There is another significant reason why the category of People of the Book should be regarded as of dubious relevance in our world today. In the context of the political and technological power exercised by the Judeo-Christian world, on the one hand, and Arab monetary wealth on the other, Muslim rapprochement with that world, based on the simplistic analogy that Jews and Christians are the contemporary People of the Book, could easily, and probably correctly, be construed as an alliance of the powerful. A qur’anic hermeneutic concerned with inter-religious solidarity against injustice would seek to avoid such alliances and would rather opt for more inclusive categories which would, for example, embrace the dispossessed of the Fourth World.

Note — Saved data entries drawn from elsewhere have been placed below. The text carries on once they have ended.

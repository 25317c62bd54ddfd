//! The query descriptor: everything needed to render one single-table SELECT
//! (or DELETE), accumulated incrementally.

use std::fmt;
use std::str::FromStr;

use super::filter::{ExpressionFilter, Filter, FilterCondition};
use super::QueryError;
use crate::value::{SqlValue, ToSqlValue};

/// Alias of the queried table.
pub const MAIN_TABLE: &str = "main_table";

/// Default select entry.
pub const MAIN_TABLE_WILDCARD: &str = "main_table.*";

/// Qualifies a bare column with `main_table.`. Qualified names and
/// expressions such as `COUNT(*)` pass through.
#[must_use]
pub fn qualify(column: &str) -> String {
    if column.contains('.') || column.contains('(') {
        column.to_string()
    } else {
        format!("{MAIN_TABLE}.{column}")
    }
}

/// Join type.
#[derive(Debug, Clone, Copy, PartialEq, Eq, Default)]
pub enum JoinKind {
    /// `INNER JOIN`
    #[default]
    Inner,
    /// `LEFT JOIN`
    Left,
}

impl JoinKind {
    /// Returns the SQL keyword.
    #[must_use]
    pub const fn sql(self) -> &'static str {
        match self {
            Self::Inner => "INNER JOIN",
            Self::Left => "LEFT JOIN",
        }
    }
}

/// A joined table.
#[derive(Debug, Clone, PartialEq, Eq)]
pub struct JoinSpec {
    /// Alias the joined table is known by (the join key).
    pub alias: String,
    /// Joined table name.
    pub table: String,
    /// `ON` clause.
    pub on: String,
    /// Extra selected columns as given.
    pub columns: Vec<String>,
    /// Join type.
    pub kind: JoinKind,
}

/// Order direction for sorting.
#[derive(Debug, Clone, Copy, PartialEq, Eq)]
pub enum OrderDirection {
    /// Ascending order (ASC)
    Asc,
    /// Descending order (DESC)
    Desc,
}

impl OrderDirection {
    /// Returns the SQL keyword.
    #[must_use]
    pub const fn sql(self) -> &'static str {
        match self {
            Self::Asc => "ASC",
            Self::Desc => "DESC",
        }
    }
}

impl FromStr for OrderDirection {
    type Err = QueryError;

    /// Only the exact keywords `ASC` and `DESC` are accepted.
    fn from_str(s: &str) -> Result<Self, Self::Err> {
        match s {
            "ASC" => Ok(Self::Asc),
            "DESC" => Ok(Self::Desc),
            other => Err(QueryError::InvalidDirection(other.to_string())),
        }
    }
}

impl fmt::Display for OrderDirection {
    fn fmt(&self, f: &mut fmt::Formatter<'_>) -> fmt::Result {
        f.write_str(self.sql())
    }
}

/// An ordering specification.
#[derive(Debug, Clone, PartialEq, Eq)]
pub struct OrderSpec {
    /// Qualified column.
    pub column: String,
    /// Direction.
    pub direction: OrderDirection,
}

/// `LIMIT`/`OFFSET` pair.
#[derive(Debug, Clone, Copy, PartialEq, Eq)]
pub struct LimitSpec {
    /// Rows to skip.
    pub offset: u64,
    /// Rows to return.
    pub count: u64,
}

/// Accumulated description of a query against one table.
#[derive(Debug, Clone, PartialEq)]
pub struct QueryDescriptor {
    table: String,
    select: Vec<String>,
    joins: Vec<JoinSpec>,
    filters: Vec<FilterCondition>,
    expressions: Vec<ExpressionFilter>,
    orders: Vec<OrderSpec>,
    limit: Option<LimitSpec>,
    distinct: Option<String>,
    group_by: Option<String>,
    calc_found_rows: bool,
}

impl QueryDescriptor {
    /// Creates a descriptor selecting `main_table.*` from `table`.
    pub fn new(table: impl Into<String>) -> Self {
        Self {
            table: table.into(),
            select: vec![MAIN_TABLE_WILDCARD.to_string()],
            joins: Vec::new(),
            filters: Vec::new(),
            expressions: Vec::new(),
            orders: Vec::new(),
            limit: None,
            distinct: None,
            group_by: None,
            calc_found_rows: false,
        }
    }

    /// Adds a select column. A bare column is qualified and replaces the
    /// `main_table.*` wildcard.
    pub fn add_column(&mut self, column: &str) {
        if !column.contains('.') {
            self.select.retain(|c| c != MAIN_TABLE_WILDCARD);
        }
        let column = qualify(column);
        if !self.select.contains(&column) {
            self.select.push(column);
        }
    }

    /// Removes a select column.
    pub fn remove_column(&mut self, column: &str) {
        let column = qualify(column);
        self.select.retain(|c| *c != column);
    }

    /// Adds a filter. Returns `false` when the operator is unknown and the
    /// filter was dropped.
    pub fn add_filter(&mut self, column: &str, filter: impl Into<Filter>) -> bool {
        match FilterCondition::resolve(qualify(column), filter) {
            Some(condition) => {
                self.filters.push(condition);
                true
            }
            None => false,
        }
    }

    /// Adds a raw expression filter.
    ///
    /// # Errors
    ///
    /// Returns [`QueryError::ExpressionArity`] when the number of `?` markers
    /// does not match the number of values.
    pub fn add_expression<V: ToSqlValue>(
        &mut self,
        column: &str,
        expression: &str,
        values: Vec<V>,
    ) -> Result<(), QueryError> {
        let markers = ExpressionFilter::marker_count(expression);
        if markers != values.len() {
            return Err(QueryError::ExpressionArity {
                expected: markers,
                given: values.len(),
            });
        }
        self.expressions.push(ExpressionFilter {
            column: qualify(column),
            expression: expression.to_string(),
            values: values.into_iter().map(ToSqlValue::to_sql_value).collect(),
        });
        Ok(())
    }

    /// Registers a join keyed by `alias`, replacing an earlier join with the
    /// same alias. Without extra columns `alias.*` is selected; otherwise each
    /// column is selected qualified by the alias.
    pub fn add_join(
        &mut self,
        alias: &str,
        table: &str,
        on: &str,
        columns: &[&str],
        kind: JoinKind,
    ) {
        let join = JoinSpec {
            alias: alias.to_string(),
            table: table.to_string(),
            on: on.to_string(),
            columns: columns.iter().map(|c| (*c).to_string()).collect(),
            kind,
        };

        let selected: Vec<String> = if columns.is_empty() {
            vec![format!("{alias}.*")]
        } else {
            columns
                .iter()
                .map(|c| {
                    if c.contains('.') {
                        (*c).to_string()
                    } else {
                        format!("{alias}.{c}")
                    }
                })
                .collect()
        };
        for column in selected {
            if !self.select.contains(&column) {
                self.select.push(column);
            }
        }

        match self.joins.iter_mut().find(|j| j.alias == join.alias) {
            Some(existing) => *existing = join,
            None => self.joins.push(join),
        }
    }

    /// Sets the limit. With one argument it is the row count (offset 0); with
    /// two it is `(offset, count)`.
    pub fn set_limit(&mut self, first: u64, second: Option<u64>) {
        self.limit = Some(match second {
            None => LimitSpec {
                offset: 0,
                count: first,
            },
            Some(count) => LimitSpec {
                offset: first,
                count,
            },
        });
    }

    /// Appends an ordering.
    pub fn add_order(&mut self, column: &str, direction: OrderDirection) {
        self.orders.push(OrderSpec {
            column: qualify(column),
            direction,
        });
    }

    /// Sets the distinct column.
    pub fn set_distinct(&mut self, column: &str) {
        self.distinct = Some(qualify(column));
    }

    /// Sets the group-by column.
    pub fn set_group_by(&mut self, column: &str) {
        self.group_by = Some(qualify(column));
    }

    /// Asks dialects that need it to track the unlimited row count.
    pub fn set_calc_found_rows(&mut self, enabled: bool) {
        self.calc_found_rows = enabled;
    }

    /// Table name.
    #[must_use]
    pub fn table(&self) -> &str {
        &self.table
    }

    /// Select list.
    #[must_use]
    pub fn select(&self) -> &[String] {
        &self.select
    }

    /// Joins in registration order.
    #[must_use]
    pub fn joins(&self) -> &[JoinSpec] {
        &self.joins
    }

    /// Filters in insertion order.
    #[must_use]
    pub fn filters(&self) -> &[FilterCondition] {
        &self.filters
    }

    /// Expression filters in insertion order.
    #[must_use]
    pub fn expressions(&self) -> &[ExpressionFilter] {
        &self.expressions
    }

    /// Orderings.
    #[must_use]
    pub fn orders(&self) -> &[OrderSpec] {
        &self.orders
    }

    /// Limit, if set.
    #[must_use]
    pub const fn limit(&self) -> Option<LimitSpec> {
        self.limit
    }

    /// Distinct column, if set.
    #[must_use]
    pub fn distinct(&self) -> Option<&str> {
        self.distinct.as_deref()
    }

    /// Group-by column, if set.
    #[must_use]
    pub fn group_by(&self) -> Option<&str> {
        self.group_by.as_deref()
    }

    /// Whether the unlimited row count should be tracked.
    #[must_use]
    pub const fn calc_found_rows(&self) -> bool {
        self.calc_found_rows
    }

    /// Values of every filter and expression, in render order.
    #[must_use]
    pub fn bound_values(&self) -> Vec<SqlValue> {
        self.filters
            .iter()
            .flat_map(|f| f.operand.values().iter().cloned())
            .chain(self.expressions.iter().flat_map(|e| e.values.iter().cloned()))
            .collect()
    }
}

#[cfg(test)]
mod tests {
    use super::*;
    use crate::query::{Condition, Operator};

    #[test]
    fn test_default_select() {
        let query = QueryDescriptor::new("users");
        assert_eq!(query.select(), ["main_table.*"]);
    }

    #[test]
    fn test_unqualified_column_removes_wildcard_once() {
        let mut query = QueryDescriptor::new("users");
        query.add_column("name");
        query.add_column("email");
        query.add_column("name");
        assert_eq!(query.select(), ["main_table.name", "main_table.email"]);
    }

    #[test]
    fn test_qualified_column_keeps_wildcard() {
        let mut query = QueryDescriptor::new("users");
        query.add_column("g.name");
        assert_eq!(query.select(), ["main_table.*", "g.name"]);
    }

    #[test]
    fn test_expression_column_is_not_qualified() {
        let mut query = QueryDescriptor::new("orders");
        query.add_column("COUNT(*)");
        assert_eq!(query.select(), ["COUNT(*)"]);
    }

    #[test]
    fn test_remove_column_is_qualified() {
        let mut query = QueryDescriptor::new("users");
        query.add_column("name");
        query.add_column("email");
        query.remove_column("name");
        assert_eq!(query.select(), ["main_table.email"]);
    }

    #[test]
    fn test_filter_columns_are_qualified() {
        let mut query = QueryDescriptor::new("users");
        assert!(query.add_filter("id", 5));
        assert!(query.add_filter("g.name", Condition::like("adm%")));
        assert_eq!(query.filters()[0].column, "main_table.id");
        assert_eq!(query.filters()[1].column, "g.name");
        assert_eq!(query.filters()[1].operator, Operator::Like);
    }

    #[test]
    fn test_unknown_filter_operator_is_dropped() {
        let mut query = QueryDescriptor::new("users");
        assert!(!query.add_filter("id", Condition::new("almost", 5)));
        assert!(query.filters().is_empty());
    }

    #[test]
    fn test_limit_forms() {
        let mut query = QueryDescriptor::new("users");
        query.set_limit(5, None);
        assert_eq!(query.limit(), Some(LimitSpec { offset: 0, count: 5 }));
        query.set_limit(10, Some(5));
        assert_eq!(query.limit(), Some(LimitSpec { offset: 10, count: 5 }));
    }

    #[test]
    fn test_order_direction_parsing() {
        assert_eq!("ASC".parse::<OrderDirection>().unwrap(), OrderDirection::Asc);
        assert_eq!("DESC".parse::<OrderDirection>().unwrap(), OrderDirection::Desc);
        assert!(matches!(
            "asc".parse::<OrderDirection>(),
            Err(QueryError::InvalidDirection(d)) if d == "asc"
        ));
        assert!("DOWN".parse::<OrderDirection>().is_err());
    }

    #[test]
    fn test_join_without_columns_selects_wildcard() {
        let mut query = QueryDescriptor::new("users");
        query.add_join("g", "groups", "g.id = main_table.group_id", &[], JoinKind::Inner);
        assert_eq!(query.select(), ["main_table.*", "g.*"]);
        assert_eq!(query.joins()[0].table, "groups");
    }

    #[test]
    fn test_join_columns_are_alias_qualified() {
        let mut query = QueryDescriptor::new("users");
        query.add_join(
            "g",
            "groups",
            "g.id = main_table.group_id",
            &["name", "x.other"],
            JoinKind::Left,
        );
        assert_eq!(query.select(), ["main_table.*", "g.name", "x.other"]);
        assert_eq!(query.joins()[0].kind, JoinKind::Left);
    }

    #[test]
    fn test_join_same_alias_replaces() {
        let mut query = QueryDescriptor::new("users");
        query.add_join("g", "groups", "a", &[], JoinKind::Inner);
        query.add_join("g", "teams", "b", &[], JoinKind::Left);
        assert_eq!(query.joins().len(), 1);
        assert_eq!(query.joins()[0].table, "teams");
    }

    #[test]
    fn test_expression_arity() {
        let mut query = QueryDescriptor::new("users");
        assert!(query
            .add_expression("created_at", "DATE({column}) BETWEEN ? AND ?", vec!["a", "b"])
            .is_ok());
        assert!(matches!(
            query.add_expression("created_at", "DATE({column}) = ?", Vec::<i64>::new()),
            Err(QueryError::ExpressionArity { expected: 1, given: 0 })
        ));
        assert_eq!(query.expressions().len(), 1);
        assert_eq!(query.expressions()[0].column, "main_table.created_at");
    }

    #[test]
    fn test_expression_arity_ignores_quoted_marker() {
        let mut query = QueryDescriptor::new("faq");
        assert!(query
            .add_expression("question", "{column} LIKE '%?' AND {column} != ?", vec!["x"])
            .is_ok());
        assert!(matches!(
            query.add_expression("question", "{column} = '?'", vec!["x"]),
            Err(QueryError::ExpressionArity { expected: 0, given: 1 })
        ));
    }

    #[test]
    fn test_distinct_and_group_by_are_qualified() {
        let mut query = QueryDescriptor::new("users");
        query.set_distinct("email");
        query.set_group_by("group_id");
        assert_eq!(query.distinct(), Some("main_table.email"));
        assert_eq!(query.group_by(), Some("main_table.group_id"));
    }
}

This re-thinking also has to extend to another category which the Qur’an particularly singles out for demonization, the mushrikun. Initially referring to the Meccans who revered physical objects such as sculptures or heavenly bodies as religiously sacred entities worthy of obeisance, the term mushrikun was also employed to refer to the People of the Book by some Muslim jurists. Two factors led to an early recognition that all mushrikun are not the same and were not to be treated equally: a) the qur’anic accusation of shirk against the People of the Book (e.g., Q. 9:31), while simultaneously regarding them as distinct from the mushrikun and, b) the subsequent wider Muslim contact with the world of non-Islam. Later, as the Shorter Encyclopaedia of Islam observes,

in the course of the dogmatic development of Islam, the conception of shirk received a considerable extension [... because] the adherents of many sects had no compunction about reproaching their Muslim opponents with shirk, as soon as they saw in them any obscuring of monotheism, although only in some particular respect emphasised by themselves [...]. Shirk has thus become, no longer simply a term for unbelief prevailing outside of Islam, but a reproach hurled by one Muslim against another inside of Islam. (S.E.I., s.v. ‘shirk’)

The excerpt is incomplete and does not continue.